Suite à une demande en obtention d’un visa en vue d’un regroupement familial en faveur de son épouse, Madame B, de nationalité sénégalaise, introduite le 5 juin 2023, le ministère des Affaires étrangères et européennes, direction de l’Immigration, ci-après dénommée « le ministère », informa Monsieur A, par courrier du 13 juin 2023, des formalités administratives à respecter à cet égard.

Il ressort d’un rapport de la police grand-ducale, Région …, Commissariat Luxembourg C3R, du 3 juillet 2023, portant le numéro de référence …, qu’à cette même date, Monsieur A fut appréhendé par les forces de l’ordre, alors qu’il avait tenté de s’enregistrer en tant que citoyen de l’Union européenne auprès de l’office de l’état civil de Luxembourg Ville au moyen de la même carte d’identité espagnole précédemment utilisée, s’étant révélée être une fausse carte d’identité espagnole après analyse du document par l’Unité de la Police de l’Aéroport – Service Expertise Documents. Il résulte encore du même rapport de police que Monsieur A était en possession d’un faux permis de conduire espagnol portant les mêmes coordonnées, d’une carte de sécurité sociale luxembourgeoise, ainsi que d’une attestation d’enregistrement luxembourgeoise, que son identité n’avait pas pu être confirmée, qu’il est propriétaire d’un véhicule immatriculé au Luxembourg, qu’il s’est déjà enregistré quatre fois au Luxembourg, à savoir dans les communes de …, …, … et …, à l’aide de la même carte d’identité espagnole, qu’il dispose d’une adresse au Luxembourg et y travaille, de sorte à avoir des moyens financiers propres.
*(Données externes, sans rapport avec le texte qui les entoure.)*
//! Journal listing

use tabled::builder::Builder;
use tabled::settings::Style;

use super::format::format_timestamp;
use crate::events::EventEntry;

/// Table of journal entries, oldest first
pub fn format_event_table(entries: &[EventEntry]) -> String {
    if entries.is_empty() {
        return "(no events recorded)".to_string();
    }

    let mut builder = Builder::new();
    builder.push_record(["Time", "Run", "Event", "Details"]);
    for entry in entries {
        builder.push_record([
            format_timestamp(entry.timestamp),
            entry.run_id.to_string(),
            entry.event.name().to_string(),
            entry.event.summary(),
        ]);
    }

    let mut table = builder.build();
    table.with(Style::rounded());
    table.to_string()
}

#[cfg(test)]
mod tests {
    use super::*;
    use crate::events::{Event, RunId};

    #[test]
    fn test_event_table() {
        let run_id = RunId::new();
        let entries = vec![EventEntry::new(run_id, Event::ManifestCreated { file_count: 4 })];

        let table = format_event_table(&entries);
        assert!(table.contains("manifest_created"));
        assert!(table.contains(&run_id.to_string()));
        assert!(table.contains("4 file(s) selected"));
    }

    #[test]
    fn test_empty_journal() {
        assert_eq!(format_event_table(&[]), "(no events recorded)");
    }
}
Par arrêté du 3 juillet 2023, notifié à l’intéressé en mains propres le même jour, le ministre de l’Immigration et de l’Asile, ci-après désigné par « le ministre », déclara le séjour de Monsieur A comme étant irrégulier, lui ordonna de quitter le territoire sans délai et prit également une mesure d’interdiction d’entrée sur le territoire d’une durée de 5 ans à son égard.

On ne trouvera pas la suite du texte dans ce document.